WORK ITEM » Lines to return, exactly: from the line with "#[serde(default)]" to the line with "if self.layers.len() != self.domain_count" in the entries below, both included.
** EXERCISE MATERIALS follows **
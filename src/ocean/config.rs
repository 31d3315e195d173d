use std::path::Path;

use serde::{Deserialize, Serialize};

use crate::ocean::error::ConfigurationError;
use crate::ocean::ocean_parameters::{FrameParameters, LayerParameters, SpectrumParameters};

pub const MIN_TEXTURE_SIZE: u32 = 16;
pub const MAX_TEXTURE_SIZE: u32 = 2048;
pub const MAX_DOMAINS: usize = 4;

/// Everything `OceanSurface::bake` needs. Owned by the caller; the surface keeps a copy
/// of the last configuration that baked successfully.
#[derive(Debug, Clone, PartialEq, Serialize, Deserialize)]
pub struct OceanSimulationConfig {
  pub texture_size: u32,
  pub domain_count: usize,
  pub seed: u64,
  pub low_cutoff: f32,
  pub high_cutoff: f32,
  pub depth: f32,
  pub gravity: f32,
  pub layers: Vec<LayerParameters>,
  #[serde(default)]
  pub frame: FrameParameters,
}

impl OceanSimulationConfig {
  pub fn from_json_str(json: &str) -> Result<Self, ConfigurationError> {
    let config: OceanSimulationConfig = serde_json::from_str(json)?;
    config.validate()?;
    Ok(config)
  }

  pub fn from_json_file(path: impl AsRef<Path>) -> Result<Self, ConfigurationError> {
    let json = std::fs::read_to_string(path)?;
    Self::from_json_str(&json)
  }

  pub fn to_json_string(&self) -> Result<String, ConfigurationError> {
    Ok(serde_json::to_string_pretty(self)?)
  }

  /// World-space extent of every domain, in layer order.
  pub fn domain_sizes(&self) -> Vec<f32> {
    self.layers.iter().map(|layer| layer.domain_size).collect()
  }

  pub fn validate(&self) -> Result<(), ConfigurationError> {
    let size = self.texture_size;
    if !size.is_power_of_two() {
      return Err(ConfigurationError::NonPowerOfTwoSize(size));
    }
    if !(MIN_TEXTURE_SIZE..=MAX_TEXTURE_SIZE).contains(&size) {
      return Err(ConfigurationError::SizeOutOfRange {
        size,
        min: MIN_TEXTURE_SIZE,
        max: MAX_TEXTURE_SIZE,
      });
    }

    if self.domain_count == 0 || self.domain_count > MAX_DOMAINS {
      return Err(ConfigurationError::DomainCount {
        count: self.domain_count,
        max: MAX_DOMAINS,
      });
    }
    if self.layers.len() != self.domain_count {
      return Err(ConfigurationError::LayerCountMismatch {
        domain_count: self.domain_count,
        layers: self.layers.len(),
      });
    }

    if !(self.gravity > 0.0) {
      return Err(ConfigurationError::NonPositiveGravity(self.gravity));
    }
    if !(self.depth > 0.0) {
      return Err(ConfigurationError::NonPositiveDepth(self.depth));
    }
    if !(self.low_cutoff > 0.0 && self.high_cutoff > self.low_cutoff) {
      return Err(ConfigurationError::InvalidCutoff {
        low: self.low_cutoff,
        high: self.high_cutoff,
      });
    }

    for (layer_index, layer) in self.layers.iter().enumerate() {
      if !(layer.domain_size > 0.0) {
        return Err(ConfigurationError::NonPositiveDomainSize {
          layer: layer_index,
          domain_size: layer.domain_size,
        });
      }

      for (spectrum_index, spectrum) in layer.spectra.iter().enumerate() {
        if !(spectrum.wind_speed > 0.0) {
          return Err(ConfigurationError::NonPositiveWindSpeed {
            layer: layer_index,
            spectrum: spectrum_index,
            wind_speed: spectrum.wind_speed,
          });
        }
        if !(spectrum.fetch > 0.0) {
          return Err(ConfigurationError::NonPositiveFetch {
            layer: layer_index,
            spectrum: spectrum_index,
            fetch: spectrum.fetch,
          });
        }
      }
    }

    self.frame.validate()
  }
}

impl FrameParameters {
  pub fn validate(&self) -> Result<(), ConfigurationError> {
    if !(self.repeat_time > 0.0) {
      return Err(ConfigurationError::NonPositiveRepeatTime(self.repeat_time));
    }
    Ok(())
  }
}

fn spectrum(
  scale: f32,
  wind_speed: f32,
  wind_direction: f32,
  fetch: f32,
  spread_blend: f32,
  swell: f32,
  short_waves_fade: f32,
) -> SpectrumParameters {
  SpectrumParameters {
    scale,
    wind_speed,
    wind_direction,
    fetch,
    spread_blend,
    swell,
    peak_enhancement: 1.0,
    short_waves_fade,
  }
}

impl Default for OceanSimulationConfig {
  fn default() -> OceanSimulationConfig {
    let layers = vec![
      LayerParameters {
        domain_size: 94.0,
        spectra: [
          spectrum(0.1, 2.0, 22.0, 100000.0, 0.642, 1.0, 0.025),
          spectrum(0.07, 2.0, 59.0, 1000.0, 0.0, 1.0, 0.01),
        ],
      },
      LayerParameters {
        domain_size: 128.0,
        spectra: [
          spectrum(0.25, 20.0, 97.0, 1e8, 0.14, 1.0, 0.5),
          spectrum(0.25, 20.0, 67.0, 1000000.0, 0.47, 1.0, 0.5),
        ],
      },
      LayerParameters {
        domain_size: 64.0,
        spectra: [
          spectrum(0.15, 5.0, 105.0, 1000000.0, 0.2, 1.0, 0.5),
          spectrum(0.1, 1.0, 19.0, 10000.0, 0.298, 0.695, 0.5),
        ],
      },
      LayerParameters {
        domain_size: 32.0,
        spectra: [
          spectrum(1.0, 1.0, 209.0, 200000.0, 0.56, 1.0, 0.0001),
          spectrum(0.23, 1.0, 0.0, 1000.0, 0.0, 0.01, 0.0001),
        ],
      },
    ];

    OceanSimulationConfig {
      texture_size: 256,
      domain_count: layers.len(),
      seed: 1,
      low_cutoff: 0.0001,
      high_cutoff: 9000.0,
      depth: 20.0,
      gravity: 9.81,
      layers,
      frame: FrameParameters::default(),
    }
  }
}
** End of EXERCISE MATERIALS **
TASK ANSWER »
  #[serde(default)]
  pub frame: FrameParameters,
}

impl OceanSimulationConfig {
  pub fn from_json_str(json: &str) -> Result<Self, ConfigurationError> {
    let config: OceanSimulationConfig = serde_json::from_str(json)?;
    config.validate()?;
    Ok(config)
  }

  pub fn from_json_file(path: impl AsRef<Path>) -> Result<Self, ConfigurationError> {
    let json = std::fs::read_to_string(path)?;
    Self::from_json_str(&json)
  }

  pub fn to_json_string(&self) -> Result<String, ConfigurationError> {
    Ok(serde_json::to_string_pretty(self)?)
  }

  /// World-space extent of every domain, in layer order.
  pub fn domain_sizes(&self) -> Vec<f32> {
    self.layers.iter().map(|layer| layer.domain_size).collect()
  }

  pub fn validate(&self) -> Result<(), ConfigurationError> {
    let size = self.texture_size;
    if !size.is_power_of_two() {
      return Err(ConfigurationError::NonPowerOfTwoSize(size));
    }
    if !(MIN_TEXTURE_SIZE..=MAX_TEXTURE_SIZE).contains(&size) {
      return Err(ConfigurationError::SizeOutOfRange {
        size,
        min: MIN_TEXTURE_SIZE,
        max: MAX_TEXTURE_SIZE,
      });
    }

    if self.domain_count == 0 || self.domain_count > MAX_DOMAINS {
      return Err(ConfigurationError::DomainCount {
        count: self.domain_count,
        max: MAX_DOMAINS,
      });
    }
    if self.layers.len() != self.domain_count {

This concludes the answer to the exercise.